1. Ben-Amitai D, Hodak E, David M. Cutaneous ulceration: an unusual sign of methotrexate toxicity - first report in a patient without psoriasis. Ann Pharmacother. 1998; 32 (6): 651-3
Objective: To describe a case of skin ulcer related to methotrexate toxicity
Case Summary: A 67-year-old white man with seronegative arthralgia developed recurrent skin ulcer concurrent with 3-year treatment with methotrexate 5 mg daily.

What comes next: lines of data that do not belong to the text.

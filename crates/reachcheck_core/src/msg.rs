#[derive(Debug, Clone, PartialEq, Eq)]
pub enum Msg {
    /// User picked a category to check.
    CategorySelected(String),
    /// User changed timeout, concurrency mode or display policy.
    SettingsChanged(crate::RunSettings),
    /// User asked for a new run.
    StartClicked,
    /// User asked to abort the current run.
    CancelClicked,
    /// Engine refused to start the run (bad configuration).
    RunRejected { run_id: crate::RunId, reason: String },
    /// Engine loaded the descriptors and is about to probe them.
    RunStarted { run_id: crate::RunId, total: usize },
    /// One probe finished.
    OutcomeReceived {
        run_id: crate::RunId,
        row: crate::OutcomeRow,
    },
    /// Engine progress for the run.
    ProgressReported {
        run_id: crate::RunId,
        completed: usize,
        total: usize,
    },
    /// Engine finished (or cancelled) the run.
    RunFinished {
        run_id: crate::RunId,
        summary: crate::RunSummaryView,
    },
    /// User-visible notice, e.g. a category file that could not be read.
    NoticeRaised { run_id: crate::RunId, message: String },
}
pub mod reader;
pub mod writer;

pub use reader::EdgeFileReader;
pub use writer::{BinaryEdgeWriter, EdgeSink, OutputSinks, TextEdgeWriter};
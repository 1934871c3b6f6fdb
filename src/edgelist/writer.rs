use std::{
    fs::File,
    io::{BufWriter, Write},
    path::{Path, PathBuf},
};

use tracing::{debug, error};

use crate::{graph::*, record::Record};

pub type Result<T> = std::io::Result<T>;

const WRITE_BUFFER_BYTES: usize = 1 << 20;

/// Receives the relabeled edges one at a time.
pub trait EdgeSink {
    fn push(&mut self, edge: Edge) -> Result<()>;
}

impl EdgeSink for Vec<Edge> {
    fn push(&mut self, edge: Edge) -> Result<()> {
        Vec::push(self, edge);
        Ok(())
    }
}

impl<S: EdgeSink + ?Sized> EdgeSink for &mut S {
    fn push(&mut self, edge: Edge) -> Result<()> {
        (**self).push(edge)
    }
}

/// Writes edges as fixed-size binary records.
///
/// The writer must be closed with [`finish`](Self::finish): only then is the
/// buffer flushed and the file truncated to exactly the written records.
/// Dropping it unfinished leaves a file that may be padded or incomplete.
pub struct BinaryEdgeWriter {
    path: PathBuf,
    writer: Option<BufWriter<File>>,
    edges_written: NumEdges,
}

impl BinaryEdgeWriter {
    /// `size_hint` edges are reserved upfront; zero skips the reservation.
    pub fn create(path: impl AsRef<Path>, size_hint: NumEdges) -> Result<Self> {
        let path = path.as_ref().to_path_buf();
        let file = File::options()
            .read(true)
            .write(true)
            .create(true)
            .truncate(true)
            .open(&path)?;

        if size_hint > 0 {
            file.set_len(size_hint * Edge::SIZE as u64)?;
        }

        Ok(Self {
            path,
            writer: Some(BufWriter::with_capacity(WRITE_BUFFER_BYTES, file)),
            edges_written: 0,
        })
    }

    pub fn edges_written(&self) -> NumEdges {
        self.edges_written
    }

    /// Flushes, truncates the file to the records written and returns their number.
    pub fn finish(mut self) -> Result<NumEdges> {
        let Some(writer) = self.writer.take() else {
            return Ok(self.edges_written);
        };

        let file = writer.into_inner().map_err(|e| e.into_error())?;
        file.set_len(self.edges_written * Edge::SIZE as u64)?;
        file.sync_all()?;

        debug!(
            "Closed {} with {} edges",
            self.path.display(),
            self.edges_written
        );
        Ok(self.edges_written)
    }
}

impl EdgeSink for BinaryEdgeWriter {
    fn push(&mut self, edge: Edge) -> Result<()> {
        let Some(writer) = self.writer.as_mut() else {
            return Err(std::io::Error::new(
                std::io::ErrorKind::BrokenPipe,
                "writer already finished",
            ));
        };

        edge.write_to(writer)?;
        self.edges_written += 1;
        Ok(())
    }
}

impl Drop for BinaryEdgeWriter {
    fn drop(&mut self) {
        if self.writer.is_some() && !std::thread::panicking() {
            error!(
                "Binary output {} dropped without being finished; its content is incomplete",
                self.path.display()
            );
        }
    }
}

/// Writes one `first<TAB>second` line per edge.
pub struct TextEdgeWriter<W: Write> {
    writer: W,
    edges_written: NumEdges,
}

impl TextEdgeWriter<BufWriter<File>> {
    pub fn create(path: impl AsRef<Path>) -> Result<Self> {
        Ok(Self::new(BufWriter::with_capacity(
            WRITE_BUFFER_BYTES,
            File::create(path)?,
        )))
    }
}

impl<W: Write> TextEdgeWriter<W> {
    pub fn new(writer: W) -> Self {
        Self {
            writer,
            edges_written: 0,
        }
    }

    pub fn finish(mut self) -> Result<NumEdges> {
        self.writer.flush()?;
        Ok(self.edges_written)
    }
}

impl<W: Write> EdgeSink for TextEdgeWriter<W> {
    fn push(&mut self, Edge(first, second): Edge) -> Result<()> {
        writeln!(self.writer, "{first}\t{second}")?;
        self.edges_written += 1;
        Ok(())
    }
}

/// Fans edges out to the requested output files.
#[derive(Default)]
pub struct OutputSinks {
    binary: Option<BinaryEdgeWriter>,
    text: Option<TextEdgeWriter<BufWriter<File>>>,
}

impl OutputSinks {
    pub fn create(
        binary: Option<&Path>,
        text: Option<&Path>,
        size_hint: NumEdges,
    ) -> Result<Self> {
        Ok(Self {
            binary: binary
                .map(|p| BinaryEdgeWriter::create(p, size_hint))
                .transpose()?,
            text: text.map(TextEdgeWriter::create).transpose()?,
        })
    }

    pub fn is_empty(&self) -> bool {
        self.binary.is_none() && self.text.is_none()
    }

    pub fn finish(self) -> Result<()> {
        if let Some(binary) = self.binary {
            binary.finish()?;
        }
        if let Some(text) = self.text {
            text.finish()?;
        }
        Ok(())
    }
}

impl EdgeSink for OutputSinks {
    fn push(&mut self, edge: Edge) -> Result<()> {
        if let Some(binary) = self.binary.as_mut() {
            binary.push(edge)?;
        }
        if let Some(text) = self.text.as_mut() {
            text.push(edge)?;
        }
        Ok(())
    }
}

#[cfg(test)]
mod test {
    use super::*;
    use crate::edgelist::EdgeFileReader;

    #[test]
    fn binary_is_truncated_to_written_edges() {
        let dir = tempfile::tempdir().unwrap();
        let path = dir.path().join("out.bin");

        let mut writer = BinaryEdgeWriter::create(&path, 100).unwrap();
        assert_eq!(std::fs::metadata(&path).unwrap().len(), 100 * 16);

        for i in 0..10 {
            writer.push(Edge(i, 10 - i)).unwrap();
        }
        assert_eq!(writer.finish().unwrap(), 10);
        assert_eq!(std::fs::metadata(&path).unwrap().len(), 10 * 16);

        let edges: Vec<Edge> = EdgeFileReader::open(&path)
            .unwrap()
            .map(Result::unwrap)
            .collect();
        assert_eq!(edges, (0..10).map(|i| Edge(i, 10 - i)).collect::<Vec<_>>());
    }

    #[test]
    fn binary_grows_beyond_hint() {
        let dir = tempfile::tempdir().unwrap();
        let path = dir.path().join("out.bin");

        let mut writer = BinaryEdgeWriter::create(&path, 1).unwrap();
        for i in 0..3 {
            writer.push(Edge(i, i)).unwrap();
        }
        assert_eq!(writer.edges_written(), 3);
        writer.finish().unwrap();

        assert_eq!(std::fs::metadata(&path).unwrap().len(), 3 * 16);
    }

    #[test]
    fn text_format() {
        let mut buffer = Vec::new();
        let mut writer = TextEdgeWriter::new(&mut buffer);
        writer.push(Edge(0, 1)).unwrap();
        writer.push(Edge(18446744073709551615, 7)).unwrap();
        assert_eq!(writer.finish().unwrap(), 2);

        assert_eq!(
            String::from_utf8(buffer).unwrap(),
            "0\t1\n18446744073709551615\t7\n"
        );
    }

    #[test]
    fn fan_out() {
        let dir = tempfile::tempdir().unwrap();
        let bin = dir.path().join("out.bin");
        let txt = dir.path().join("out.txt");

        let mut sinks = OutputSinks::create(Some(&bin), Some(&txt), 0).unwrap();
        assert!(!sinks.is_empty());
        sinks.push(Edge(1, 0)).unwrap();
        sinks.finish().unwrap();

        assert_eq!(std::fs::metadata(&bin).unwrap().len(), 16);
        assert_eq!(std::fs::read_to_string(&txt).unwrap(), "1\t0\n");

        assert!(OutputSinks::default().is_empty());
    }
}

The skin ulcer resolved on discontinuation of methotrexate
Discussion: To the best of our knowledge, this is the first reported case of skin ulcer believed to be induced by methotrexate in a patient without psoriasis
Conclusions: Skin ulceration should be added to the list of possible toxic adverse effects of methotrexate, not only in psoriatic patients but also in those without psoriasis.
2. Stolman LP, Rosenthal D, Yaworsky R, et al. Pyoderma Gangrenosum and rheumatoid arthritis. Arch Dermatol. 1975; 111(8): 1020-3.
Two patients had pyoderma gangrenosum and rheumatoid arthritis. Biopsy specimens of the cutaneous ulcers in the paitents showed a necrotizing vasculitis. Complement (C3) and immunoglobulines were not detected in the skin lesions. There was no important impairment of cell-mediated immunity observed.
3. Seitz CS, Berens N, Brocker EB, et al. Leg ulceration in rheumatoid arthritis -- an underreported multicausal complication with considerable morbidity: analysis of thrity-six patients and review of the literature. Dermatology. 2010; 220 (3): 268-73
CONCLUSIONS: The majority of leg ulcers in patients with RA are due to underlying venous/arterial malfunction while vasculitic or traumatic ulcers are less common. Additionally, we identified a relevant subgroup of patients with 'inactivity ulcers' due to impaired mobility and consecutive lymphedema. Morphology and localization of ulcerations as well as duplex sonography provide the most important clues for accurate diagnosis, ensuring adequate treatment.